Anomaly detection (AD) involves identifying observations or events that deviate in some way from the rest of the data. Machine learning techniques have shown success in automating this process by detecting hidden patterns and deviations in large-scale data. The potential of quantum computing for machine learning has been widely recognized, leading to extensive research efforts to develop suitable quantum machine learning (QML) algorithms. In particular, the search for QML algorithms for near-term NISQ devices is in full swing. However, NISQ devices pose additional challenges due to their limited qubit coherence times, low number of qubits, and high error rates. Kernel methods based on quantum kernel estimation have emerged as a promising approach to QML on NISQ devices, offering theoretical guarantees, versatility, and compatibility with NISQ constraints. Especially support vector machines (SVM) utilizing quantum kernel estimation have shown success in various supervised learning tasks. However, in the context of AD, semisupervised learning is of great relevance, and yet there is limited research published in this area. This paper introduces an approach to semisupervised AD based on the reconstruction loss of a support vector regression (SVR) with quantum kernel. This novel model is an alternative to the variational quantum and quantum kernel one-class classifiers, and is compared to a quantum autoencoder as quantum baseline and a SVR with radial-basis-function (RBF) kernel as well as a classical autoencoder as classical baselines. The models are benchmarked extensively on 10 real-world AD data sets and one toy data set, and it is shown that our SVR model with quantum kernel performs better than the SVR with RBF kernel as well as all other models, achieving highest mean AUC over all data sets. In addition, our QSVR outperforms the quantum autoencoder on 9 out of 11 data sets.
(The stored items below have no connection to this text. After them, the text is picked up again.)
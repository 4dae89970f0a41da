//! Match session: scores across rounds and round regeneration
//!
//! Resolution and re-initialization happen in the same `tick` call. The
//! returned outcome is the host's cue to show a banner before ticking again.

use super::grid::{Grid, Tile};
use super::maze::MazeGenerator;
use super::rect::Rect;
use super::state::{Actor, PlayerId, RoundOutcome, RoundPhase, RoundState};
use super::tick::{TickInput, tick};
use crate::error::ConfigError;
use crate::scoreboard::{PlayerNames, Scoreboard};
use crate::settings::RaceConfig;

/// A running match between two players
#[derive(Debug, Clone)]
pub struct MatchSession {
    config: RaceConfig,
    names: PlayerNames,
    scores: Scoreboard,
    generator: MazeGenerator,
    round: RoundState,
    round_number: u32,
    last_outcome: Option<RoundOutcome>,
    seed: u64,
}

impl MatchSession {
    /// Start a match; the first round begins in preview.
    ///
    /// The config is validated first, so every maze this session generates
    /// has a solid border and room for the start and goal corners.
    pub fn new(config: RaceConfig, names: PlayerNames, seed: u64) -> Result<Self, ConfigError> {
        config.validate()?;
        let mut generator = MazeGenerator::new(seed, config.phase_wall_chance);
        let round = fresh_round(&config, &mut generator);
        let session = Self {
            config,
            names,
            scores: Scoreboard::new(),
            generator,
            round,
            round_number: 1,
            last_outcome: None,
            seed,
        };
        session.log_round_start();
        Ok(session)
    }

    /// Advance the current round by one tick.
    ///
    /// On resolution the scores are updated and a new round replaces the old
    /// one before this returns.
    pub fn tick(&mut self, input: &TickInput) -> Option<RoundOutcome> {
        let outcome = tick(&mut self.round, input)?;

        self.scores.record(outcome);
        self.last_outcome = Some(outcome);
        log::info!(
            "Round {} over: {} ({} {} - {} {})",
            self.round_number,
            outcome.banner(&self.names),
            self.names.name(PlayerId::One),
            self.scores.player1,
            self.scores.player2,
            self.names.name(PlayerId::Two),
        );

        self.start_next_round();
        Some(outcome)
    }

    fn start_next_round(&mut self) {
        self.round = fresh_round(&self.config, &mut self.generator);
        self.round_number += 1;
        self.log_round_start();
    }

    fn log_round_start(&self) {
        log::info!(
            "Round {} started: {}x{} maze, {} phase walls",
            self.round_number,
            self.round.grid.rows(),
            self.round.grid.cols(),
            self.round.grid.count(Tile::PhaseWall),
        );
    }

    #[inline]
    pub fn round(&self) -> &RoundState {
        &self.round
    }

    #[inline]
    pub fn scores(&self) -> &Scoreboard {
        &self.scores
    }

    #[inline]
    pub fn names(&self) -> &PlayerNames {
        &self.names
    }

    #[inline]
    pub fn config(&self) -> &RaceConfig {
        &self.config
    }

    /// 1-based number of the round in progress
    #[inline]
    pub fn round_number(&self) -> u32 {
        self.round_number
    }

    /// Outcome of the most recently resolved round
    #[inline]
    pub fn last_outcome(&self) -> Option<RoundOutcome> {
        self.last_outcome
    }

    #[inline]
    pub fn seed(&self) -> u64 {
        self.seed
    }

    /// Read-only view for the presentation layer
    pub fn snapshot(&self) -> FrameSnapshot<'_> {
        let round = &self.round;
        FrameSnapshot {
            grid: &round.grid,
            players: round.players,
            goal: round.goal,
            walls_active: round.walls_active,
            countdown: round.clock.countdown,
            preview_countdown: round.clock.preview_countdown,
            energy: round.clock.energy,
            max_energy: round.clock.max_energy(),
            phase: round.phase,
            scores: self.scores,
            last_outcome: self.last_outcome,
        }
    }
}

fn fresh_round(config: &RaceConfig, generator: &mut MazeGenerator) -> RoundState {
    let (rows, cols) = config.grid_dims();
    RoundState::new(config, generator.generate(rows, cols))
}

/// Countdown below which the HUD timer turns to alert
pub const TIME_CRITICAL_SECS: f32 = 10.0;

/// Everything a renderer needs for one frame
#[derive(Debug, Clone, Copy)]
pub struct FrameSnapshot<'a> {
    pub grid: &'a Grid,
    pub players: [Actor; 2],
    pub goal: Rect,
    pub walls_active: bool,
    pub countdown: f32,
    pub preview_countdown: f32,
    pub energy: f32,
    pub max_energy: f32,
    pub phase: RoundPhase,
    pub scores: Scoreboard,
    pub last_outcome: Option<RoundOutcome>,
}

impl FrameSnapshot<'_> {
    /// Big preview digit (5, 4, .. 1); `None` means show "GO!"
    pub fn preview_digit(&self) -> Option<u32> {
        if self.phase != RoundPhase::Preview || self.preview_countdown <= 0.0 {
            return None;
        }
        Some(self.preview_countdown.floor() as u32 + 1)
    }

    /// Whether the race timer should be drawn as an alert
    pub fn time_critical(&self) -> bool {
        self.countdown < TIME_CRITICAL_SECS
    }

    /// Energy bar fill in [0, 1]
    pub fn energy_fraction(&self) -> f32 {
        if self.max_energy <= 0.0 {
            return 0.0;
        }
        (self.energy / self.max_energy).clamp(0.0, 1.0)
    }
}
//! Match scoreboard and player labels
//!
//! Scores live for the whole process; nothing is persisted.

use serde::{Deserialize, Serialize};

use crate::sim::{PlayerId, RoundOutcome};

/// Cumulative round wins for both players
#[derive(Debug, Clone, Copy, PartialEq, Eq, Default, Serialize, Deserialize)]
pub struct Scoreboard {
    pub player1: u32,
    pub player2: u32,
    /// Rounds that ended without a winner
    pub draws: u32,
}

impl Scoreboard {
    pub fn new() -> Self {
        Self::default()
    }

    /// Wins for one player
    pub fn score(&self, player: PlayerId) -> u32 {
        match player {
            PlayerId::One => self.player1,
            PlayerId::Two => self.player2,
        }
    }

    /// Credit a resolved round; a draw scores nobody
    pub fn record(&mut self, outcome: RoundOutcome) {
        match outcome.winner() {
            Some(PlayerId::One) => self.player1 += 1,
            Some(PlayerId::Two) => self.player2 += 1,
            None => self.draws += 1,
        }
    }

    /// Rounds played so far
    pub fn rounds_played(&self) -> u32 {
        self.player1 + self.player2 + self.draws
    }

    /// The player ahead, `None` when level
    pub fn leader(&self) -> Option<PlayerId> {
        match self.player1.cmp(&self.player2) {
            std::cmp::Ordering::Greater => Some(PlayerId::One),
            std::cmp::Ordering::Less => Some(PlayerId::Two),
            std::cmp::Ordering::Equal => None,
        }
    }
}

/// Display names, for labels and banners only
#[derive(Debug, Clone, PartialEq, Eq, Serialize, Deserialize)]
pub struct PlayerNames {
    player1: String,
    player2: String,
}

impl Default for PlayerNames {
    fn default() -> Self {
        Self::new("p1", "p2")
    }
}

impl PlayerNames {
    /// Names are trimmed and lowercased; blanks fall back to "p1"/"p2"
    pub fn new(player1: &str, player2: &str) -> Self {
        Self {
            player1: normalize(player1, "p1"),
            player2: normalize(player2, "p2"),
        }
    }

    pub fn name(&self, player: PlayerId) -> &str {
        match player {
            PlayerId::One => &self.player1,
            PlayerId::Two => &self.player2,
        }
    }

    /// Short tag drawn on the actor (first two characters)
    pub fn label(&self, player: PlayerId) -> String {
        self.name(player).chars().take(2).collect()
    }
}

fn normalize(name: &str, fallback: &str) -> String {
    let name = name.trim();
    if name.is_empty() {
        fallback.to_string()
    } else {
        name.to_lowercase()
    }
}

impl RoundOutcome {
    /// Banner text shown when the round ends
    pub fn banner(self, names: &PlayerNames) -> String {
        match self.winner() {
            Some(player) => format!("{} WINS!", names.name(player)),
            None => "TIME UP! DRAW!".to_string(),
        }
    }
}
//! Movement and collision response on the tile grid
//!
//! Actors resolve each axis on its own, x first then y. Diagonal motion
//! against a wall keeps the free axis, so actors slide along corridors
//! instead of sticking to corners.

use glam::Vec2;

use super::grid::Grid;
use super::state::Actor;

/// Which axes of a requested move were applied
#[derive(Debug, Clone, Copy, PartialEq, Eq, Default)]
pub struct MoveResult {
    pub moved_x: bool,
    pub moved_y: bool,
}

/// Move an actor by `delta`, rolling back any axis that lands in a solid tile
pub fn move_actor(
    actor: &mut Actor,
    delta: Vec2,
    grid: &Grid,
    tile_size: f32,
    walls_active: bool,
) -> MoveResult {
    let mut result = MoveResult::default();

    if delta.x != 0.0 {
        actor.rect.pos.x += delta.x;
        if grid.is_blocked(&actor.rect, tile_size, walls_active) {
            actor.rect.pos.x -= delta.x;
        } else {
            result.moved_x = true;
        }
    }

    if delta.y != 0.0 {
        actor.rect.pos.y += delta.y;
        if grid.is_blocked(&actor.rect, tile_size, walls_active) {
            actor.rect.pos.y -= delta.y;
        } else {
            result.moved_y = true;
        }
    }

    result
}

/// Whether an actor currently overlaps a solid tile
#[inline]
pub fn is_crushed(actor: &Actor, grid: &Grid, tile_size: f32, walls_active: bool) -> bool {
    grid.is_blocked(&actor.rect, tile_size, walls_active)
}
翻译：异常检测（AD）涉及识别在某种程度上偏离其余数据的观测或事件。机器学习技术通过检测大规模数据中的隐藏模式和偏差，在自动化该过程方面取得了成功。量子计算在机器学习中的潜力已得到广泛认可，促使大量研究工作致力于开发合适的量子机器学习（QML）算法。特别是面向近期NISQ设备的QML算法搜索正在全面展开。然而，NISQ设备因其有限的量子比特相干时间、低量子比特数和高错误率而带来额外挑战。基于量子核估计的核方法已成为NISQ设备上QML的有前景途径，具有理论保证、多功能性以及与NISQ约束的兼容性。特别是利用量子核估计的支持向量机（SVM）在多种监督学习任务中取得了成功。然而，在异常检测背景下，半监督学习具有重要相关性，但该领域已发表的研究有限。本文提出了一种基于量子核支持向量回归（SVR）重建损失的半监督AD方法。该新颖模型是变分量子分类器和量子核单类分类器的替代方案，并与量子自编码器（作为量子基线）、径向基函数（RBF）核SVR以及经典自编码器（作为经典基线）进行了比较。这些模型在10个真实AD数据集和1个模拟数据集上进行了广泛基准测试，结果表明，我们的量子核SVR模型性能优于RBF核SVR及其他所有模型，在所有数据集上实现了最高平均AUC。此外，我们的QSVR在11个数据集中的9个上优于量子自编码器。